6. Group Annuity Scheme:


Employers who have a privately administered superannuation fund, where money are invested by the trusties as per income tax rules can purchase pension for employees as and when it is due under group annuity policies from LIC. LIC offers wide range of benefits options combined with good rate of return on the investment.

7. Group Leave Encashment Scheme (GLES):


According 5to the accounting standard (AS15) of January, 1995 and amended section 209 (3) of the companies act 1956. It has become necessary for employers to provide for the liberty of the leave encashment facility available to employees in the annual book of accounts. The group leave encashment scheme (GLES) is designed to fund such liberties of the employers. The scheme offers free valuation of the liberty, attractive returns and best service combined with insurance cover which may either be uniform or graded.

8. Group critical Illness Rider benefits:


This offer to employers-employees groups as an accelerated benefits granted together with group insurance scheme. This benefits provides coverage against 8 major diseases with maximum of hundred person acceleration. The maximum cover granted is Rs. 20,00,000. The benefit is payable at its first instance, mere diagnosis of the illness is sufficient to get the benefits.

9. Group Mortgage Redemption Assurance Schemes:


This scheme covers the borrowers of housing vehicle loans from financial institutions where the loan are recovered in EMI. Insurance covered allowed to borrowers up to the out standing loan excluding the EMI interest, subject to the conditions applicable to scheme. single premium is payable for the entire term of loan at one go.

10. Group insurance scheme for deposit holders of banks:

This scheme covers account deposit holders of a bank.
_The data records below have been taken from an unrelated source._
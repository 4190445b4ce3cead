//! Ordered route table.
//!
//! Registration order is priority: the first route that matches wins, so
//! specific routes must be added before general ones. Routes that start with
//! a literal segment are bucketed by it, which keeps lookups from walking
//! every route once the table grows. Candidates from the buckets and the
//! unbucketed routes are merged back into registration order before
//! matching, so the result is always the one a linear scan would give.

use std::collections::HashMap;

use crate::error::ConfigurationError;
use crate::method::Method;
use crate::pattern::{split_path, CaseSensitivity, Parameters, RoutePattern};

#[derive(Debug, Default)]
pub struct RouteTable {
    routes: Vec<RoutePattern>,
    // leading literal → indices into `routes`, ascending
    exact: HashMap<String, Vec<usize>>,
    // lower-cased leading literal of case-insensitive routes
    folded: HashMap<String, Vec<usize>>,
    // routes starting with a placeholder, or with no segments at all
    generic: Vec<usize>,
}

impl RouteTable {
    pub fn new() -> Self {
        Self::default()
    }

    /// Appends `pattern` with the lowest priority so far.
    pub fn add(&mut self, pattern: RoutePattern) -> Result<(), ConfigurationError> {
        if let Some(name) = pattern.name() {
            if self.get(name).is_some() {
                return Err(ConfigurationError::DuplicateRouteName(name.to_owned()));
            }
        }

        let index = self.routes.len();
        match (pattern.first_literal(), pattern.case_sensitivity()) {
            (Some(literal), CaseSensitivity::Sensitive) => {
                self.exact.entry(literal.to_owned()).or_default().push(index);
            }
            (Some(literal), CaseSensitivity::Insensitive) => {
                self.folded.entry(literal.to_ascii_lowercase()).or_default().push(index);
            }
            (None, _) => self.generic.push(index),
        }
        self.routes.push(pattern);
        Ok(())
    }

    /// Returns the first route, in registration order, that accepts `method`
    /// and matches `path`. Pass `None` for extension verbs.
    pub fn find_first_match(
        &self,
        path: &str,
        method: impl Into<Option<Method>>,
    ) -> Option<(&RoutePattern, Parameters)> {
        let method = method.into();
        self.candidates(path).into_iter().find_map(|index| {
            let route = &self.routes[index];
            if !route.accepts(method) {
                return None;
            }
            route.try_match(path).map(|params| (route, params))
        })
    }

    pub fn get(&self, name: &str) -> Option<&RoutePattern> {
        self.routes.iter().find(|route| route.name() == Some(name))
    }

    pub fn len(&self) -> usize {
        self.routes.len()
    }

    pub fn is_empty(&self) -> bool {
        self.routes.is_empty()
    }

    /// Routes in priority order.
    pub fn iter(&self) -> impl Iterator<Item = &RoutePattern> {
        self.routes.iter()
    }

    fn candidates(&self, path: &str) -> Vec<usize> {
        let mut candidates = self.generic.clone();

        if let Some(first) = split_path(path).first() {
            // Literals compare against decoded segments.
            let first = urlencoding::decode(first).map(|s| s.into_owned()).unwrap_or_default();
            if let Some(bucket) = self.exact.get(&first) {
                candidates.extend_from_slice(bucket);
            }
            if let Some(bucket) = self.folded.get(&first.to_ascii_lowercase()) {
                candidates.extend_from_slice(bucket);
            }
        }

        candidates.sort_unstable();
        candidates
    }
}

impl FromIterator<RoutePattern> for Result<RouteTable, ConfigurationError> {
    fn from_iter<T: IntoIterator<Item = RoutePattern>>(iter: T) -> Self {
        let mut table = RouteTable::new();
        for pattern in iter {
            table.add(pattern)?;
        }
        Ok(table)
    }
}

#[cfg(test)]
mod tests {
    use pretty_assertions::assert_eq;

    use super::*;

    fn route(template: &str, name: &str) -> RoutePattern {
        RoutePattern::builder(template).name(name).build().unwrap()
    }

    fn first_name<'a>(table: &'a RouteTable, path: &str) -> Option<&'a str> {
        table.find_first_match(path, Method::Get).and_then(|(route, _)| route.name())
    }

    #[test]
    fn first_registered_route_wins() {
        let mut table = RouteTable::new();
        table.add(route("{controller}/{action}", "general")).unwrap();
        table.add(route("blog/{action}", "blog")).unwrap();

        for _ in 0..3 {
            assert_eq!(first_name(&table, "blog/list"), Some("general"));
        }
    }

    #[test]
    fn specific_routes_registered_first_take_precedence() {
        let mut table = RouteTable::new();
        table.add(route("blog/{action}", "blog")).unwrap();
        table.add(route("{controller}/{action}", "general")).unwrap();

        assert_eq!(first_name(&table, "blog/list"), Some("blog"));
        assert_eq!(first_name(&table, "news/list"), Some("general"));
    }

    #[test]
    fn buckets_preserve_registration_order() {
        let mut table = RouteTable::new();
        table.add(route("{a}/{b}/{c}", "three")).unwrap();
        table.add(route("shop/{b}", "shop-literal")).unwrap();
        table.add(route("{a}/{b}", "two")).unwrap();
        table
            .add(RoutePattern::builder("SHOP/{b}").name("shop-folded").case_insensitive().build().unwrap())
            .unwrap();

        assert_eq!(first_name(&table, "shop/cart"), Some("shop-literal"));
        assert_eq!(first_name(&table, "Shop/cart"), Some("two"));
        assert_eq!(first_name(&table, "x/y/z"), Some("three"));
    }

    #[test]
    fn case_insensitive_bucket_lookup() {
        let mut table = RouteTable::new();
        table
            .add(RoutePattern::builder("Admin/{action}").name("admin").case_insensitive().build().unwrap())
            .unwrap();

        assert_eq!(first_name(&table, "admin/users"), Some("admin"));
        assert_eq!(first_name(&table, "ADMIN/users"), Some("admin"));
    }

    #[test]
    fn no_structural_match_is_none() {
        let mut table = RouteTable::new();
        table.add(route("{controller}/{action}", "general")).unwrap();

        assert!(table.find_first_match("a/b/c", Method::Get).is_none());
        assert!(table.find_first_match("", Method::Get).is_none());
        assert!(RouteTable::new().find_first_match("a/b", Method::Get).is_none());
    }

    #[test]
    fn verb_restricted_routes_are_skipped() {
        let mut table = RouteTable::new();
        table
            .add(RoutePattern::builder("{controller}/{action}").name("post").verbs([Method::Post]).build().unwrap())
            .unwrap();
        table.add(route("{controller}/{action}", "any")).unwrap();

        assert_eq!(
            table.find_first_match("a/b", Method::Post).and_then(|(r, _)| r.name()),
            Some("post")
        );
        assert_eq!(first_name(&table, "a/b"), Some("any"));
    }

    #[test]
    fn duplicate_names_are_rejected() {
        let mut table = RouteTable::new();
        table.add(route("a", "dup")).unwrap();
        let err = table.add(route("b", "dup")).unwrap_err();
        assert!(matches!(err, ConfigurationError::DuplicateRouteName(name) if name == "dup"));
        assert_eq!(table.len(), 1);
    }

    #[test]
    fn collects_from_patterns() {
        let table: Result<RouteTable, _> = vec![route("a", "a"), route("b", "b")].into_iter().collect();
        let table = table.unwrap();
        let names: Vec<_> = table.iter().filter_map(RoutePattern::name).collect();
        assert_eq!(names, vec!["a", "b"]);
        assert!(table.get("b").is_some());
    }
}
The cover allows is Rs 1 lac per member with / without double accident benefit.

11. Unit Linked Gratuity Plus:


With effect from June, 2006, LIC has brought out a Unit Linked group gratuity plan, called gratuity plus for management of Gratuity fund. It is a market linked plan, which offers great flexibility and transparency.

12. Group Superannuation Plus Plan:


Group Superannuation plus plan is introduced by LIC in May, 2009. This is a unit linked defined contribution plan for management of superannuation funds. The policy holder has the choice of investing the member vise allocated contribution in any one of the four fund types i.e. Bond Fund, Income Fund, Balanced Fund and Growth Fund. Returns under this plan are market linked and flexibility of contributions, Top-up additional contributions, low fund management charges and expenses are the salient features of this plan.